Operating Room Technician: Career Profile, Job Outlook, and Training Requirements
Operating room technicians support the surgical team. Learn more about their many job duties, both pre- and post-surgery, and explore the necessary education for this position. Review the job outlook and typical earnings for these technicians. Schools offering Nursing degrees can also be found in these popular choices.
What Is an Operating Room Technician?
As an operating room technician, you prepare rooms for surgery by sterilizing the equipment and running tests to be sure that all the equipment is working properly. You also prepare patients for surgical procedures, transport them to the operating room, position them and cover them with sterile surgical drapes. During surgery, your responsibilities include keeping track of supplies, such as retractors, sutures, sponges, needles and instruments, and handing them to surgeons as needed. Once the procedure is completed, you may take the patient to a recovery area and prepare the room for the next surgery. Operating room technicians may also be referred to as surgical technologists or scrubs.
The important information below contains details about becoming operating room technicians.

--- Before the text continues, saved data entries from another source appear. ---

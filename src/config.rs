use std::time::Duration;

use crate::error::{Error, Result};
use crate::key::Key;
use crate::{MAINTENANCE_INTERVAL, REQUEST_TIMEOUT, SUCCESSOR_LIST_SIZE};

/// Startup parameters of a node.
#[derive(Clone, Debug)]
pub struct Config {
    /// Address to bind, `ip:port`. Port `0` picks a free port.
    pub address: String,
    /// Explicit identifier. When `None` the identifier is the hash of the bound address.
    pub id: Option<Key>,
    pub stabilize_interval: Duration,
    pub fix_fingers_interval: Duration,
    pub fix_successors_interval: Duration,
    pub check_predecessor_interval: Duration,
    /// Number of entries in the successor list (`r`).
    pub successor_list_size: usize,
    /// How long a caller waits for any answer, including a relay's lookup hop.
    pub request_timeout: Duration,
    /// How long a liveness probe waits. Must be shorter than `request_timeout`, since a relay
    /// may probe dead candidates while its caller waits. Defaults to a quarter of it.
    pub probe_timeout: Option<Duration>,
}

impl Default for Config {
    fn default() -> Self {
        let interval = Duration::from_millis(MAINTENANCE_INTERVAL);
        Config {
            address: "127.0.0.1:0".to_string(),
            id: None,
            stabilize_interval: interval,
            fix_fingers_interval: interval,
            fix_successors_interval: interval,
            check_predecessor_interval: interval,
            successor_list_size: SUCCESSOR_LIST_SIZE,
            request_timeout: Duration::from_millis(REQUEST_TIMEOUT),
            probe_timeout: None,
        }
    }
}

impl Config {
    /// Constructs a default `Config` bound to `address`.
    pub fn new(address: &str) -> Self {
        Config {
            address: address.to_string(),
            ..Config::default()
        }
    }

    /// Sets all four maintenance intervals at once.
    pub fn with_intervals(mut self, interval: Duration) -> Self {
        self.stabilize_interval = interval;
        self.fix_fingers_interval = interval;
        self.fix_successors_interval = interval;
        self.check_predecessor_interval = interval;
        self
    }

    pub fn probe_timeout(&self) -> Duration {
        self.probe_timeout.unwrap_or(self.request_timeout / 4)
    }

    pub fn validate(&self) -> Result<()> {
        if self.address.is_empty() {
            return Err(Error::Config("missing address".to_string()));
        }
        if self.successor_list_size == 0 {
            return Err(Error::Config(
                "successor list size must be at least 1".to_string(),
            ));
        }
        if self.request_timeout == Duration::from_secs(0) {
            return Err(Error::Config("request timeout must be positive".to_string()));
        }
        let probe_timeout = self.probe_timeout();
        if probe_timeout == Duration::from_secs(0) || probe_timeout >= self.request_timeout {
            return Err(Error::Config(
                "probe timeout must be positive and shorter than the request timeout".to_string(),
            ));
        }
        Ok(())
    }
}

#[cfg(test)]
mod tests {
    use std::time::Duration;

    use super::Config;

    #[test]
    fn test_validate() {
        assert!(Config::default().validate().is_ok());

        let mut config = Config::new("127.0.0.1:8000");
        config.successor_list_size = 0;
        assert!(config.validate().is_err());

        assert!(Config::new("").validate().is_err());
    }

    #[test]
    fn test_probe_timeout() {
        let mut config = Config::default();
        config.request_timeout = Duration::from_millis(400);
        assert_eq!(config.probe_timeout(), Duration::from_millis(100));
        assert!(config.validate().is_ok());

        config.probe_timeout = Some(Duration::from_millis(400));
        assert!(config.validate().is_err());
        config.probe_timeout = Some(Duration::from_millis(0));
        assert!(config.validate().is_err());
        config.probe_timeout = Some(Duration::from_millis(50));
        assert_eq!(config.probe_timeout(), Duration::from_millis(50));
        assert!(config.validate().is_ok());
    }
}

|Degree Required||Certificate or associate's degree|
|Education Field of Study||Surgical technology|
|Certification||Optional certifications available; often preferred by employers|
|Key Duties||Assist doctors during surgery|
|Job Growth (2014-2024)||15%*|
|Median Salary (2015)||$44,330*|
Source: *U.S. Bureau of Labor Statistics.
What Is My Job Outlook?
As United States citizens live longer and the population grows, the demand for operating room technicians is expected to increase at an above average rate. An aging population will require more surgery for age-related ailments, while certain procedures become both cheaper and easier. The U.S. Bureau of Labor Statistics (BLS) estimated that during the 2014-2024 decade, the number of surgical technologists in the country would increase 15% (www.bls.gov). You are likely to be employed by hospitals, physicians' offices or outpatient centers. According to a May 2015 BLS report, the middle half of surgical technologists earned between $36,340 and $54,000 a year.
What Training Do I Need?
To become an operating room technician, you should earn a certificate, diploma or associate's degree in surgical technology. Programs of study combine classroom and clinical training and cover topics in medical terminology, microbiology, anatomy, physiology, pharmacology and professional ethics. Most programs take between nine and 24 months to complete, and are accredited by the Commission on Accreditation of Allied Health Education Programs (www.caahep.org).
While it isn't required, you may find that employers prefer applicants with certification. You may earn certification from the National Center for Competency Testing through a combination of education and professional experience. Another certification option is the National Board of Surgical Technology's Certified Surgical Technologist designation.
What Are Some Related Alternative Careers?
Similar to how operating room technicians work with surgeons, dental assistants may work with dentists during dental procedures. This includes prepping patients, taking x-rays, keeping track of dental equipment and keeping the area clean. Licensed practical nurses (LPNs) work under doctors and registered nurses (RNs) and may assist in basic nursing procedures under the direction of their supervisor. Medical assistants are involved in more everyday clerical and clinical procedures, and they may be asked record information in databases and take patients vital signs.